══ Task inputs ══
//! Error kinds shared by the codec and the triangulation engine.
//!
//! Every failure that crosses the crate boundary is one of four kinds:
//! - `TruncatedBuffer`: fewer bytes than the header (or declared count) needs.
//! - `InvalidValue`: a value that decodes but is not acceptable (see [`InvalidValue`]).
//! - `IndexOutOfRange`: a triangle index outside `[0, point_count)`.
//! - `AlgorithmInvariantViolation`: internal engine failure; a defect, not bad input.
//!
//! Callers map kinds to transport outcomes through [`Error::kind`].

use thiserror::Error;

/// Coordinate axis, used to point at the offending component of a point.
#[derive(Clone, Copy, Debug, PartialEq, Eq)]
pub enum Axis {
    X,
    Y,
}

impl std::fmt::Display for Axis {
    fn fmt(&self, f: &mut std::fmt::Formatter<'_>) -> std::fmt::Result {
        match self {
            Axis::X => f.write_str("x"),
            Axis::Y => f.write_str("y"),
        }
    }
}

/// Reason attached to [`Error::InvalidValue`].
#[derive(Clone, Debug, PartialEq, Error)]
pub enum InvalidValue {
    #[error("point {index} has non-finite {axis} coordinate ({value})")]
    NonFiniteCoordinate { index: usize, axis: Axis, value: f64 },
    #[error("triangle {triangle} repeats index {index}")]
    RepeatedIndex { triangle: usize, index: usize },
    #[error("buffer holds {actual} bytes but the declared count requires {expected}")]
    CountMismatch { expected: usize, actual: usize },
    #[error("{count} items do not fit a u32 count header")]
    CountOverflow { count: usize },
}

/// Crate-wide error.
#[derive(Clone, Debug, PartialEq, Error)]
pub enum Error {
    #[error("truncated buffer: need {needed} bytes, have {available}")]
    TruncatedBuffer { needed: usize, available: usize },
    #[error("invalid value: {0}")]
    InvalidValue(#[from] InvalidValue),
    #[error("triangle {triangle} references index {index}, point count is {point_count}")]
    IndexOutOfRange {
        triangle: usize,
        index: usize,
        point_count: usize,
    },
    #[error("triangulation invariant violated: {0}")]
    AlgorithmInvariantViolation(String),
}

/// Fieldless discriminant of [`Error`].
#[derive(Clone, Copy, Debug, PartialEq, Eq, Hash)]
pub enum ErrorKind {
    TruncatedBuffer,
    InvalidValue,
    IndexOutOfRange,
    AlgorithmInvariantViolation,
}

impl Error {
    #[inline]
    pub fn kind(&self) -> ErrorKind {
        match self {
            Error::TruncatedBuffer { .. } => ErrorKind::TruncatedBuffer,
            Error::InvalidValue(_) => ErrorKind::InvalidValue,
            Error::IndexOutOfRange { .. } => ErrorKind::IndexOutOfRange,
            Error::AlgorithmInvariantViolation(_) => ErrorKind::AlgorithmInvariantViolation,
        }
    }

    /// True for kinds caused by the caller's input (as opposed to engine defects).
    #[inline]
    pub fn is_input_error(&self) -> bool {
        !matches!(self, Error::AlgorithmInvariantViolation(_))
    }
}

pub type Result<T, E = Error> = std::result::Result<T, E>;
═══
What to produce:
Return every line of the data above in which "available" appears.

Solution for this task:
    #[error("truncated buffer: need {needed} bytes, have {available}")]
    TruncatedBuffer { needed: usize, available: usize },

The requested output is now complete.